I don't think any of us will suffer much if we lose our local Radio Shack. Like others here have said; I rarely found what I needed there, they are over priced and the quality of their components seems kinda low. If they would carry electronic components more like Fry's they would be more appreciated. I miss not living near a Fry's! Online options are more viable than Radio Shack if you don't have an urgent need. 

I read they are closing over 1,100 of their stores at this time leaving about 4,000 open for now so it's likely they'll be around a while.


----------



## mtoney (Oct 6, 2012)

When I first got my Ham Radio license back in early 90's my first contact was on a Radio Shack HTX-202 handheld 2 Meter radio. Both the mobile rig and my hand held, along with both my base and handheld scanner were Radio Shack gear. Back then the store catered to that kind of clients. Then they lost thier way and its hard to find anything of value beyond solder there. Thier demise is mostly of their own doing. Mike


----------



## DonR (Oct 18, 2012)

The three stores nearest me are not on the Closure list. One has been
open only 3 or 4 years.

But, I assume, this is only the beginning.

I use a fair number of diodes and capacitors. I'll stock up on
them. I bought a package that includes several of every value resistor made so I'm
fixed with them.

A friend has recommended FRY.Com as an electronic parts
resource. I have yet to check on them.

Don


----------



## CTValleyRR (Jul 26, 2014)

I think it is a gross oversimplification to blame the demise of "brick and mortar" on "click and order". In any business, companies that conform ti and manage to the status quo get left behind in the dust of economic development. The rise of the internet was something that many, if not most, in retail failed to properly evaluate and react to.

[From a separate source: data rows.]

#[cfg(test)]
mod tests {
    use super::*;
    use crate::definition::{DefinitionError, ObjectDefinition};
    use crate::resource::InMemoryResource;

    /// Reads one definition per non-empty line: `name=type_name`.
    struct LineReader;

    impl DefinitionReader for LineReader {
        fn load_definitions(
            &self,
            resource: &dyn Resource,
            factory: &mut dyn ObjectFactory,
        ) -> Result<usize, DefinitionError> {
            let text = resource
                .read_to_string()
                .map_err(|e| DefinitionError::Parse {
                    resource: resource.description(),
                    message: e.to_string(),
                })?;
            let mut count = 0;
            for line in text.lines().map(str::trim).filter(|l| !l.is_empty()) {
                let (name, ty) = line.split_once('=').ok_or_else(|| DefinitionError::Parse {
                    resource: resource.description(),
                    message: format!("bad line '{line}'"),
                })?;
                factory.register_definition(ObjectDefinition::new(name, ty))?;
                count += 1;
            }
            Ok(count)
        }
    }

    fn collaborators() -> ContextCollaborators {
        let inst = InstantiatorRegistry::new();
        inst.register("text", || Ok(String::from("hello")));
        ContextCollaborators::default()
            .with_reader(Arc::new(LineReader))
            .with_instantiators(Arc::new(inst))
    }

    fn mem(name: &str, body: &str) -> Arc<dyn Resource> {
        Arc::new(InMemoryResource::new(name, body))
    }

    #[test]
    fn deferred_context_stays_unrefreshed() {
        let registry = Arc::new(ContextRegistry::new());
        let args = BootstrapArgs::new().with_configuration_resources([mem("a", "greeting=text")]);
        let ctx = ApplicationContext::new(args, collaborators(), registry).unwrap();

        assert_eq!(ctx.state(), ContextState::Unrefreshed);
        assert!(ctx.object_names().is_empty());
        assert!(matches!(
            ctx.get_object("greeting"),
            Err(ContextError::NotActive { .. })
        ));

        ctx.refresh().unwrap();
        assert!(ctx.is_active());
        assert_eq!(*ctx.get_object_as::<String>("greeting").unwrap(), "hello");
    }

    #[test]
    fn eager_context_is_active_after_new() {
        let registry = Arc::new(ContextRegistry::new());
        let args = BootstrapArgs::new()
            .with_configuration_resources([mem("a", "greeting=text")])
            .with_refresh(true);
        let ctx = ApplicationContext::new(args, collaborators(), registry).unwrap();
        assert_eq!(ctx.state(), ContextState::Active);
        assert_eq!(ctx.object_names(), vec!["greeting".to_string()]);
    }

    #[test]
    fn defaults_apply_when_args_are_unset() {
        let registry = Arc::new(ContextRegistry::new());
        let ctx = ApplicationContext::new(BootstrapArgs::new(), collaborators(), registry).unwrap();
        assert_eq!(ctx.name(), DEFAULT_CONTEXT_NAME);
        assert_eq!(ctx.case_sensitive(), DEFAULT_CASE_SENSITIVE);
        assert!(ctx.parent().is_none());
    }

    #[test]
    fn empty_bootstrap_refreshes_without_reader() {
        let registry = Arc::new(ContextRegistry::new());
        let args = BootstrapArgs::new().with_refresh(true);
        let ctx = ApplicationContext::new(args, ContextCollaborators::default(), registry).unwrap();
        assert!(ctx.is_active());
        assert!(ctx.object_names().is_empty());
    }

    #[test]
    fn sources_without_reader_fail_and_deregister() {
        let registry = Arc::new(ContextRegistry::new());
        let args = BootstrapArgs::new()
            .with_configuration_resources([mem("a", "x=text")])
            .with_refresh(true);
        let err = ApplicationContext::new(args, ContextCollaborators::default(), registry.clone())
            .unwrap_err();
        assert!(matches!(err, ContextError::NoDefinitionReader { .. }));
        assert!(registry.is_empty());
    }

    #[test]
    fn failed_refresh_returns_to_unrefreshed() {
        let registry = Arc::new(ContextRegistry::new());
        let args = BootstrapArgs::new().with_configuration_resources([mem("bad", "no-equals")]);
        let ctx = ApplicationContext::new(args, collaborators(), registry).unwrap();

        let err = ctx.refresh().unwrap_err();
        assert!(matches!(
            err,
            ContextError::Definition(DefinitionError::Parse { .. })
        ));
        assert_eq!(ctx.state(), ContextState::Unrefreshed);
    }

    #[test]
    fn closed_context_rejects_refresh_and_lookup() {
        let registry = Arc::new(ContextRegistry::new());
        let ctx = ApplicationContext::new(
            BootstrapArgs::new().with_refresh(true),
            collaborators(),
            registry.clone(),
        )
        .unwrap();
        assert_eq!(registry.len(), 1);

        ctx.close();
        ctx.close();
        assert_eq!(ctx.state(), ContextState::Closed);
        assert!(registry.is_empty());
        assert!(matches!(ctx.refresh(), Err(ContextError::Closed { .. })));
        assert!(matches!(
            ctx.get_object("x"),
            Err(ContextError::Closed { .. })
        ));
    }

    #[test]
    fn concurrent_reparenting_never_forms_a_cycle() {
        let registry = Arc::new(ContextRegistry::new());
        let named = |name: &str| {
            ApplicationContext::new(
                BootstrapArgs::new().with_name(name),
                collaborators(),
                registry.clone(),
            )
            .unwrap()
        };
        let a = named("a");
        let b = named("b");

        for _ in 0..500 {
            a.set_parent(None).unwrap();
            b.set_parent(None).unwrap();
            let barrier = std::sync::Barrier::new(2);
            let (ra, rb) = std::thread::scope(|s| {
                let ta = s.spawn(|| {
                    barrier.wait();
                    a.set_parent(Some(b.handle()))
                });
                let tb = s.spawn(|| {
                    barrier.wait();
                    b.set_parent(Some(a.handle()))
                });
                (ta.join().unwrap(), tb.join().unwrap())
            });
            assert!(ra.is_ok() != rb.is_ok(), "exactly one re-parent must win");
            assert!(registry.ancestry(a.handle()).is_ok());
        }
    }

    #[test]
    fn lookup_through_a_parent_cycle_fails_instead_of_recursing() {
        let registry = Arc::new(ContextRegistry::new());
        let eager = |name: &str| {
            ApplicationContext::new(
                BootstrapArgs::new().with_name(name).with_refresh(true),
                collaborators(),
                registry.clone(),
            )
            .unwrap()
        };
        let a = eager("a");
        let b = eager("b");
        // bypass set_parent to build a loop
        *a.parent.write() = Some(b.handle());
        *b.parent.write() = Some(a.handle());

        match a.get_object("missing") {
            Err(ContextError::CircularParentChain { path }) => {
                assert_eq!(path, vec!["a", "b", "a"]);
            }
            other => panic!("unexpected: {other:?}"),
        }
        assert!(!a.contains_object("missing"));
        assert!(matches!(
            b.set_parent(Some(a.handle())),
            Err(ContextError::ParentFrozen { .. })
        ));
    }

    #[test]
    fn type_mismatch_is_reported() {
        let registry = Arc::new(ContextRegistry::new());
        let args = BootstrapArgs::new()
            .with_configuration_resources([mem("a", "greeting=text")])
            .with_refresh(true);
        let ctx = ApplicationContext::new(args, collaborators(), registry).unwrap();
        match ctx.get_object_as::<u32>("greeting") {
            Err(ContextError::TypeMismatch { name, expected }) => {
                assert_eq!(name, "greeting");
                assert_eq!(expected, "u32");
            }
            other => panic!("unexpected: {other:?}"),
        }
    }
}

For a further example, my son and I were working on our models yesterday and ran out of model cement. So we drove to the LHS -- a 40 minute drive one way -- only to find that they didn't have waht we wanted. ALMOST a wasted trip, until my son spotted what we needed (wanted) in the bargain bin. Not that they didn't have cement for plastic models, just not any brand I am used to using. This illustrates 3 points -- if one internet vendor doesn't have what I want, it's easy to find another; I don't have to drive anywhere, and I couldn't get instant gratification (the biggest advantage of the physical location).

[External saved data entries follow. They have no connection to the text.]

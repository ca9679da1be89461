//! Declarative object descriptions registered with an [`ObjectFactory`](crate::factory::ObjectFactory).

use thiserror::Error;

/// Lifetime of the objects produced from a definition.
#[derive(Debug, Clone, Copy, PartialEq, Eq, Default)]
pub enum Scope {
    /// One shared instance per context.
    #[default]
    Singleton,
    /// A new instance for every lookup.
    Prototype,
}

#[derive(Debug, Clone, PartialEq, Eq)]
pub struct ObjectDefinition {
    pub name: String,
    /// Key into the [`InstantiatorRegistry`](crate::factory::InstantiatorRegistry).
    pub type_name: String,
    pub aliases: Vec<String>,
    pub scope: Scope,
    /// Lazy singletons are skipped by pre-instantiation and created on first lookup.
    pub lazy_init: bool,
}

impl ObjectDefinition {
    pub fn new(name: impl Into<String>, type_name: impl Into<String>) -> Self {
        Self {
            name: name.into(),
            type_name: type_name.into(),
            aliases: Vec::new(),
            scope: Scope::default(),
            lazy_init: false,
        }
    }

    pub fn with_alias(mut self, alias: impl Into<String>) -> Self {
        self.aliases.push(alias.into());
        self
    }

    pub fn with_scope(mut self, scope: Scope) -> Self {
        self.scope = scope;
        self
    }

    pub fn lazy(mut self) -> Self {
        self.lazy_init = true;
        self
    }

    pub fn is_singleton(&self) -> bool {
        self.scope == Scope::Singleton
    }

    /// Whether refresh should create this object eagerly.
    pub fn is_eager_singleton(&self) -> bool {
        self.is_singleton() && !self.lazy_init
    }
}

/// Errors raised while registering definitions or producing objects from them.
#[derive(Debug, Error)]
pub enum DefinitionError {
    #[error("failed to parse definitions from {resource}: {message}")]
    Parse { resource: String, message: String },
    #[error("alias '{alias}' for '{name}' conflicts with an existing object name")]
    AliasConflict { alias: String, name: String },
    #[error("object '{name}' cannot be its own alias")]
    SelfAlias { name: String },
    #[error("no definition named '{0}'")]
    NoSuchDefinition(String),
    #[error("no instantiator registered for type '{type_name}' (object '{name}')")]
    NoInstantiator { name: String, type_name: String },
    #[error("instantiation failed for object '{name}'")]
    Instantiation {
        name: String,
        #[source]
        source: anyhow::Error,
    },
}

Now , in fairness, I made a bad choice of stores. I have my choice of 4, all about the same distance away, and the one I picked is the best place for track and locos and rolling stock, but doesn't support structure models very well. And, incidentally hosts a club layout in the back. But that's why the brick and mortar folks need to break the mold and find ways to compete.

Radio Shack, though, was more a matter of totally missing its core market and chasing trends.


----------



## feldon30 (Dec 30, 2012)

Really astonished to see the "Radio Shack failed because of click-and-order" mantra. Radio Shack was already well into decline before internet ordering was widely available. They just plain do not carry electronics. You walk into a Radio Shack and about 85% of the store is empty floor space. Their headline products are obsolete cell phones, batteries, remote controls, and knockoff RC toys.

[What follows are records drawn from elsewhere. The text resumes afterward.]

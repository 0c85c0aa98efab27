/// Lifecycle of a registered storage node, as judged by the coordinator's
/// health monitor.
#[derive(Debug, Clone, Copy, PartialEq, Eq, serde::Serialize, serde::Deserialize)]
#[serde(rename_all = "snake_case")]
pub enum NodeStatus {
    Healthy,
    Degraded,
    Down,
}

impl NodeStatus {
    pub fn as_str(&self) -> &'static str {
        match self {
            NodeStatus::Healthy => "healthy",
            NodeStatus::Degraded => "degraded",
            NodeStatus::Down => "down",
        }
    }

    pub fn parse(s: &str) -> Option<Self> {
        match s {
            "healthy" => Some(NodeStatus::Healthy),
            "degraded" => Some(NodeStatus::Degraded),
            "down" => Some(NodeStatus::Down),
            _ => None,
        }
    }
}

/// A registered storage node and its last-observed vitals.
/// `last_heartbeat` is the store's timestamp rendering and is informational
/// on the wire; liveness decisions happen inside the coordinator.
#[derive(Debug, Clone, serde::Serialize, serde::Deserialize)]
pub struct StorageNode {
    pub node_url: String,
    pub node_id: String,
    pub last_heartbeat: String,
    pub disk_usage_percent: f64,
    pub chunk_count: i64,
    pub status: NodeStatus,
    #[serde(default)]
    pub version: Option<String>,
}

There is absolutely no reason why they could not have 1/2 of the store stocked with electronic components at a reasonable price (I'll pay 50% markup from the internet for something I need right now -- I won't pay 200-400%), including hobbyist stuff like Arduino, Raspberry Pi+, robotic and building stuff like Kinetix with motors and all kinds of movement. How about even carrying a decent soldering iron like Tenma or Miller? Then make the other half of the store have essential electronics stuff that people need. SD cards for your camera. *Reasonable* batteries and battery chargers, including extra charging packs for cell phones. A decent set of headphones and earbuds.

Last time I was at Radio Shack, I needed 22 gauge solid wire. They had a spool of 30 feet for $10 in black only. I asked the guy if he could lookup and see if they had red wire at any other store nearby. He pointed me to another store. I drove there. They didn't have it. Keep in mind that 100 feet of solid core 22awg wire available in 8 different colors can be had at Fry's for $7 a roll each.

Radio Shack was marked up *471% over another store* and they didn't even have the product!!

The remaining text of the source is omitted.